• _Task description_: Return, from the listing below, every line that includes "sweep".

Given data below:

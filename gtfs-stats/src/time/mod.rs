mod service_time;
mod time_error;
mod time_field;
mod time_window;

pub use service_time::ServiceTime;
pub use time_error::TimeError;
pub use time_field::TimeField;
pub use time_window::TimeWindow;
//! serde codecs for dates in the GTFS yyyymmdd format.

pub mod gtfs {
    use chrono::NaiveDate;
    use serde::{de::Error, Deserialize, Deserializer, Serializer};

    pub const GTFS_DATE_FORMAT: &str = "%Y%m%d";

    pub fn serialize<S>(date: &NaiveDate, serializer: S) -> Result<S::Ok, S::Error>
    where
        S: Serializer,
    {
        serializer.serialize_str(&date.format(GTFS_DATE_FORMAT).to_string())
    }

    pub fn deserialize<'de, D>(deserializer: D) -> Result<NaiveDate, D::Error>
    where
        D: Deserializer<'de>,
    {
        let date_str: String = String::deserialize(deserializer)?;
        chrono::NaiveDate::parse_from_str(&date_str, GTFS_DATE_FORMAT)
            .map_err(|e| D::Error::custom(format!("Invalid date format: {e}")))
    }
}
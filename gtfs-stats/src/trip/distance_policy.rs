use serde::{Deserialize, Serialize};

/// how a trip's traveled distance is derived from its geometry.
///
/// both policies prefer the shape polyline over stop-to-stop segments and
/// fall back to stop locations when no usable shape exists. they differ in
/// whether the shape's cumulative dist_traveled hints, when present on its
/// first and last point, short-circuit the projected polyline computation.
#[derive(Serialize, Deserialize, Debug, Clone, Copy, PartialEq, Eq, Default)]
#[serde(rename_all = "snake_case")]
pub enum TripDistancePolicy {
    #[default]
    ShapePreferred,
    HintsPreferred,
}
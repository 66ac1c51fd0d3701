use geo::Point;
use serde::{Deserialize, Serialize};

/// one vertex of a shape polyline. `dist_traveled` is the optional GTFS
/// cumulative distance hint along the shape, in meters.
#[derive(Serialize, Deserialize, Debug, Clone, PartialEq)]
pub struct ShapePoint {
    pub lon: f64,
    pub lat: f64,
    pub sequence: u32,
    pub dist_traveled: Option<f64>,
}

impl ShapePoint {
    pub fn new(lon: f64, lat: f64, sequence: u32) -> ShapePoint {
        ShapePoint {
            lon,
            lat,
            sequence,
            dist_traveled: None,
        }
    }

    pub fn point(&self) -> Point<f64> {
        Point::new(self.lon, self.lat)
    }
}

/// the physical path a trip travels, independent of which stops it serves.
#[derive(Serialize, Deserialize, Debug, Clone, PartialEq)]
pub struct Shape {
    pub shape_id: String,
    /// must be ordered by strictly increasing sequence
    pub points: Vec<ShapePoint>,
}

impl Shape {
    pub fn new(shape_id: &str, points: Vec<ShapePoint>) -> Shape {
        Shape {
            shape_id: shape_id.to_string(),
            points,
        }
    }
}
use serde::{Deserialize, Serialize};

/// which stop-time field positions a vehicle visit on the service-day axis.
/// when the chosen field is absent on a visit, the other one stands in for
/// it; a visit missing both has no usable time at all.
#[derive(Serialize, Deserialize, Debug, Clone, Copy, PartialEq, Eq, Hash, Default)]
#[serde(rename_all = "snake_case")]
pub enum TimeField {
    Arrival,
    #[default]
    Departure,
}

End of Given data.
Given data below:

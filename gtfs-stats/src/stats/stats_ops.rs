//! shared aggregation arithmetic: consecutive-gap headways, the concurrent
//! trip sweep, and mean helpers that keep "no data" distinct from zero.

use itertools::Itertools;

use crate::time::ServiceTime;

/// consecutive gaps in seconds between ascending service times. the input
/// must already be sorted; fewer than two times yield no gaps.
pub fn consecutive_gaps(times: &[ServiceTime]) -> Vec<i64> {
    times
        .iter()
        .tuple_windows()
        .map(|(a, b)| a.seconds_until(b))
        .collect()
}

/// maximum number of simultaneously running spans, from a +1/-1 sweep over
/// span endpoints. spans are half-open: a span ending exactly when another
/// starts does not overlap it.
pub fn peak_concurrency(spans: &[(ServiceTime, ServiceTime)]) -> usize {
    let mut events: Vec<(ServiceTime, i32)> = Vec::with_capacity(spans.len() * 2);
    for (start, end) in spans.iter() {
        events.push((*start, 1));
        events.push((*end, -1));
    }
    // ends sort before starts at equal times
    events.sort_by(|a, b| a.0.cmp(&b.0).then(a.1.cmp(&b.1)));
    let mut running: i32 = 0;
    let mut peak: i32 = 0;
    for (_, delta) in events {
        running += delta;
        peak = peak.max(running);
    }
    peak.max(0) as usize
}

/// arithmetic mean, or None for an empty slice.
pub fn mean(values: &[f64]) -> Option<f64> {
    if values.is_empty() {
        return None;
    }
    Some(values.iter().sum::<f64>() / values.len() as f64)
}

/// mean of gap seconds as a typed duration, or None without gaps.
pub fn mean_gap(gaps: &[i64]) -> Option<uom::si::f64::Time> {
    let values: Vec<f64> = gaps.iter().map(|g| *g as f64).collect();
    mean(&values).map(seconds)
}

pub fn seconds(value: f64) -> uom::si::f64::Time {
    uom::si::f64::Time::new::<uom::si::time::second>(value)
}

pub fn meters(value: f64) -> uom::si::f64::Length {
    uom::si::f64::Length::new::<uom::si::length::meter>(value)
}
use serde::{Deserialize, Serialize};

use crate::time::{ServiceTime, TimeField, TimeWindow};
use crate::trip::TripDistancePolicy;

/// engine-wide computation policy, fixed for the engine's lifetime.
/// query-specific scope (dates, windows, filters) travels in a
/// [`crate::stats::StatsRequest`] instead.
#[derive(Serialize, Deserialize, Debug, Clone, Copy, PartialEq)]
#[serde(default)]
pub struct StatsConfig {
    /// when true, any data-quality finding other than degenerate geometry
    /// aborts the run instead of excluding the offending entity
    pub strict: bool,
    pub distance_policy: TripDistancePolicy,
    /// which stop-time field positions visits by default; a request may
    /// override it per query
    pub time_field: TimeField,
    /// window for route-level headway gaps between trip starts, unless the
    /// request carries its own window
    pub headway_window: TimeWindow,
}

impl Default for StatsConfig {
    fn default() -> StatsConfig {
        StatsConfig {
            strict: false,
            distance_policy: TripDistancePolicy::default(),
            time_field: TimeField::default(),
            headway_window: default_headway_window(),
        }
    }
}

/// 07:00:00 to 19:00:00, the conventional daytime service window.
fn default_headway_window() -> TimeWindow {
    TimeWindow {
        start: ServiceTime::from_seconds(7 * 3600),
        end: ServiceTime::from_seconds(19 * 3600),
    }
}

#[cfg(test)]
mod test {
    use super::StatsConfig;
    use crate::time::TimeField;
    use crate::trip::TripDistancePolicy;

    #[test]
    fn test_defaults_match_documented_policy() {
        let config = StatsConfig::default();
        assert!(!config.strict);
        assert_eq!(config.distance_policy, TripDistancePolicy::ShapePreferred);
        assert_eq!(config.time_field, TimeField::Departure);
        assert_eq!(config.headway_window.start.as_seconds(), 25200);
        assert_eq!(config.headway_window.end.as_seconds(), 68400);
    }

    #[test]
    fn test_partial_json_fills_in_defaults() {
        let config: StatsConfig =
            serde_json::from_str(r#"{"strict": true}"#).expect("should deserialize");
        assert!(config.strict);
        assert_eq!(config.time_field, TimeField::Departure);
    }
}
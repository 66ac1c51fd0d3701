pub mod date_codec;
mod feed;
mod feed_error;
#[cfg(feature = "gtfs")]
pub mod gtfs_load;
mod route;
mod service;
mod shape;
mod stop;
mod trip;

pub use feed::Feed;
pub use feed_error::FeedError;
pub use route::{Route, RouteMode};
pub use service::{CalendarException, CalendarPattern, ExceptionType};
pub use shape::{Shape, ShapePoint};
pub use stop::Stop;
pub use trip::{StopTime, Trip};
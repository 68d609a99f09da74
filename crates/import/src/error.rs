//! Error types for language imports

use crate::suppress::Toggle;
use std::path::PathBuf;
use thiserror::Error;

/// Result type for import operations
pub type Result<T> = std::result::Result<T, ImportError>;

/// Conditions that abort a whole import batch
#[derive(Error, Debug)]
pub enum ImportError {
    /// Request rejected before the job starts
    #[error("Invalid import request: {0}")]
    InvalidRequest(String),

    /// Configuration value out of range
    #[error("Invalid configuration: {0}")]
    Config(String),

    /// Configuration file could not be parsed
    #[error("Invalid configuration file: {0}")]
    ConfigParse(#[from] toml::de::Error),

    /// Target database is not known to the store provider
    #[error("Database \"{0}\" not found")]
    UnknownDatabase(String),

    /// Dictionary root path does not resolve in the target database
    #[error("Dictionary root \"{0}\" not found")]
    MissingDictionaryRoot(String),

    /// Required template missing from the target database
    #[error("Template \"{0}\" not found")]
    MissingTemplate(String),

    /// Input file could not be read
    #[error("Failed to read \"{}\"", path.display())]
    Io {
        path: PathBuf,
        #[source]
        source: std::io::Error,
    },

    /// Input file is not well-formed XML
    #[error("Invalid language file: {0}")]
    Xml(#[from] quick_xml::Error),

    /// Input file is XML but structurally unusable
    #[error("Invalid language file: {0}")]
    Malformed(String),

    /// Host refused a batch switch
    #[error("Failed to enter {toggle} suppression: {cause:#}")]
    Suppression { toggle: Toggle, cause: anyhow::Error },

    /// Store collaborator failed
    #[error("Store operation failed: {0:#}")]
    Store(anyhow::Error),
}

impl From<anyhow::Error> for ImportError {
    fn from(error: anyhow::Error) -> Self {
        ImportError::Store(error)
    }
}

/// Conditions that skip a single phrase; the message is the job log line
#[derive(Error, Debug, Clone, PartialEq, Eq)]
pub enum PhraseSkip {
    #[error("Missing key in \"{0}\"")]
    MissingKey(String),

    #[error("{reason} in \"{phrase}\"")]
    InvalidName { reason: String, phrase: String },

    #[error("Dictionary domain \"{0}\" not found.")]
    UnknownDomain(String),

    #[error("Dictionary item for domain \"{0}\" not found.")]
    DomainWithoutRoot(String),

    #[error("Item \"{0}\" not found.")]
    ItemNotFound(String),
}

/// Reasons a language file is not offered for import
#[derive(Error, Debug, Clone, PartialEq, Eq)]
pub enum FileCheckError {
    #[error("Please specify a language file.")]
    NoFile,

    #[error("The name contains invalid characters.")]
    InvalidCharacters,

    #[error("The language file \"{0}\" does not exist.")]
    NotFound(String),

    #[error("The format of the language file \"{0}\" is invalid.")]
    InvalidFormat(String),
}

End of Given data.
Given data below:

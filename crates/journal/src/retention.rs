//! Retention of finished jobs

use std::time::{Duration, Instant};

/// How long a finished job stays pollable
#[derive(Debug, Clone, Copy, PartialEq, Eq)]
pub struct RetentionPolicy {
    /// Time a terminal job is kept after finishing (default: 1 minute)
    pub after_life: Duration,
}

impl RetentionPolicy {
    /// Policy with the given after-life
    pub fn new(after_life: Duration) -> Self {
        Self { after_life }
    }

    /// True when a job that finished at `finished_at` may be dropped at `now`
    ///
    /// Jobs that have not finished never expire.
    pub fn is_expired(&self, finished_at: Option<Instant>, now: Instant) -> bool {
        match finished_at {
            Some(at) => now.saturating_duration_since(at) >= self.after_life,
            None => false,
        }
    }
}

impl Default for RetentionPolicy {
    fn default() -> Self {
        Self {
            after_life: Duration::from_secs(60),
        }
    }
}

End of Given data.

• _Result of this task_:
//! trip sweep, and mean helpers that keep "no data" distinct from zero.
/// maximum number of simultaneously running spans, from a +1/-1 sweep over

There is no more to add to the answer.